#### [Problem]
Return copies of the lines below that mention "start".

#### [Entries supplied]
○ ○ ○ ○ ○ ○ ○
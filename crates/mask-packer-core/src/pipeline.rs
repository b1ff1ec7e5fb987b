use serde::{Deserialize, Serialize};
use std::collections::{HashMap, HashSet};
use std::fs;
use std::path::{Path, PathBuf};
use std::time::Instant;
use tracing::{info, instrument};

#[cfg(feature = "parallel")]
use rayon::prelude::*;

use crate::codec;
use crate::compositing::compose_page;
use crate::config::{ComposeConfig, PageIndexPolicy};
use crate::error::{MaskPackerError, Result};
use crate::mask_index::MaskSource;
use crate::model::Page;

/// Outcome of one page job.
#[derive(Debug, Clone, Serialize, Deserialize, PartialEq, Eq)]
pub struct PageReport {
    /// Page name as written in the atlas.
    pub page: String,
    /// Position of the page in the atlas.
    pub index: usize,
    /// Image written (or, for a dry run, that would be written).
    pub output: PathBuf,
    pub painted: usize,
    /// Sprites without a matching mask.
    pub skipped: Vec<String>,
}

/// Output file names for `pages`, in page order.
///
/// Each name is `<base>_<suffix>.<ext>` with `base` the file stem of the page name. The
/// two-digit page index is appended according to `cfg.page_index`. A name still taken by an
/// earlier page (`b` indexed next to a page literally named `b_00`) gets the page index again
/// until it is free, so no two pages of one atlas share a name.
pub fn output_file_names(pages: &[Page], cfg: &ComposeConfig) -> Vec<String> {
    let bases: Vec<String> = pages.iter().map(|p| base_name(&p.name)).collect();
    let mut seen: HashMap<&str, usize> = HashMap::new();
    for b in &bases {
        *seen.entry(b.as_str()).or_default() += 1;
    }
    let ext = cfg.format.extension();
    let mut taken: HashSet<String> = HashSet::with_capacity(bases.len());
    bases
        .iter()
        .enumerate()
        .map(|(i, base)| {
            let indexed = match cfg.page_index {
                PageIndexPolicy::Always => true,
                PageIndexPolicy::Auto => seen.get(base.as_str()).copied().unwrap_or(0) > 1,
            };
            let mut stem = if indexed {
                format!("{base}_{}_{i:02}", cfg.suffix)
            } else {
                format!("{base}_{}", cfg.suffix)
            };
            while taken.contains(&format!("{stem}.{ext}")) {
                stem = format!("{stem}_{i:02}");
            }
            let name = format!("{stem}.{ext}");
            taken.insert(name.clone());
            name
        })
        .collect()
}

/// Summary object for a run: `{ "pages": [...], "painted": n, "skipped": n }`.
pub fn reports_to_json(reports: &[PageReport]) -> serde_json::Value {
    let painted: usize = reports.iter().map(|r| r.painted).sum();
    let skipped: usize = reports.iter().map(|r| r.skipped.len()).sum();
    serde_json::json!({
        "pages": reports,
        "painted": painted,
        "skipped": skipped,
    })
}

fn base_name(page_name: &str) -> String {
    Path::new(page_name)
        .file_stem()
        .map(|s| s.to_string_lossy().into_owned())
        .filter(|s| !s.is_empty())
        .unwrap_or_else(|| "page".into())
}

/// Composes every page and writes it to `out_dir` (created if missing).
///
/// Pages are independent jobs, run on the rayon pool when `cfg.parallel` is set and the
/// `parallel` feature is enabled. Every job runs to completion; afterwards either all
/// reports are returned in page order or the first failure in page order, wrapped in
/// [`MaskPackerError::Job`]. Pages that succeeded stay on disk either way.
#[instrument(skip_all, fields(pages = pages.len(), out = %out_dir.display()))]
pub fn pack_masks<M>(
    pages: &[Page],
    masks: &M,
    cfg: &ComposeConfig,
    out_dir: &Path,
) -> Result<Vec<PageReport>>
where
    M: MaskSource + ?Sized,
{
    cfg.validate()?;
    fs::create_dir_all(out_dir)?;

    let jobs = page_jobs(pages, cfg, out_dir);
    let start = Instant::now();
    let results = run_jobs(&jobs, cfg.parallel, |job| {
        run_page(job, masks, cfg).map_err(|e| MaskPackerError::Job {
            page: job.page.name.clone(),
            source: Box::new(e),
        })
    });
    let reports: Result<Vec<PageReport>> = results.into_iter().collect();
    let reports = reports?;
    info!(
        pages = reports.len(),
        elapsed_ms = start.elapsed().as_millis() as u64,
        "all pages written"
    );
    Ok(reports)
}

/// Reports what [`pack_masks`] would do without loading masks or writing anything.
pub fn dry_run<M>(pages: &[Page], masks: &M, cfg: &ComposeConfig, out_dir: &Path) -> Vec<PageReport>
where
    M: MaskSource + ?Sized,
{
    page_jobs(pages, cfg, out_dir)
        .into_iter()
        .map(|job| {
            let (found, missing): (Vec<_>, Vec<_>) =
                job.page.sprites.iter().partition(|s| masks.has_mask(&s.name));
            PageReport {
                page: job.page.name.clone(),
                index: job.index,
                output: job.output,
                painted: found.len(),
                skipped: missing.into_iter().map(|s| s.name.clone()).collect(),
            }
        })
        .collect()
}

struct PageJob<'a> {
    index: usize,
    page: &'a Page,
    output: PathBuf,
}

fn page_jobs<'a>(pages: &'a [Page], cfg: &ComposeConfig, out_dir: &Path) -> Vec<PageJob<'a>> {
    pages
        .iter()
        .zip(output_file_names(pages, cfg))
        .enumerate()
        .map(|(index, (page, name))| PageJob {
            index,
            page,
            output: out_dir.join(name),
        })
        .collect()
}

fn run_page<M>(job: &PageJob<'_>, masks: &M, cfg: &ComposeConfig) -> Result<PageReport>
where
    M: MaskSource + ?Sized,
{
    let composed = compose_page(job.page, masks, cfg)?;
    codec::save_page(&job.output, &composed.canvas, cfg.format)?;
    info!(
        page = %job.page.name,
        path = %job.output.display(),
        painted = composed.painted,
        skipped = composed.skipped.len(),
        "packed page"
    );
    Ok(PageReport {
        page: job.page.name.clone(),
        index: job.index,
        output: job.output.clone(),
        painted: composed.painted,
        skipped: composed.skipped,
    })
}

/// Runs `f` over every job and collects all results in job order.
fn run_jobs<T, R, F>(jobs: &[T], parallel: bool, f: F) -> Vec<R>
where
    T: Sync,
    R: Send,
    F: Fn(&T) -> R + Sync + Send,
{
    #[cfg(feature = "parallel")]
    {
        if parallel {
            return jobs.par_iter().map(&f).collect();
        }
    }
    #[cfg(not(feature = "parallel"))]
    let _ = parallel;
    jobs.iter().map(f).collect()
}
○ ○ ○ ○ ○ ○ ○
#### [Exercise answer]
    let start = Instant::now();
        elapsed_ms = start.elapsed().as_millis() as u64,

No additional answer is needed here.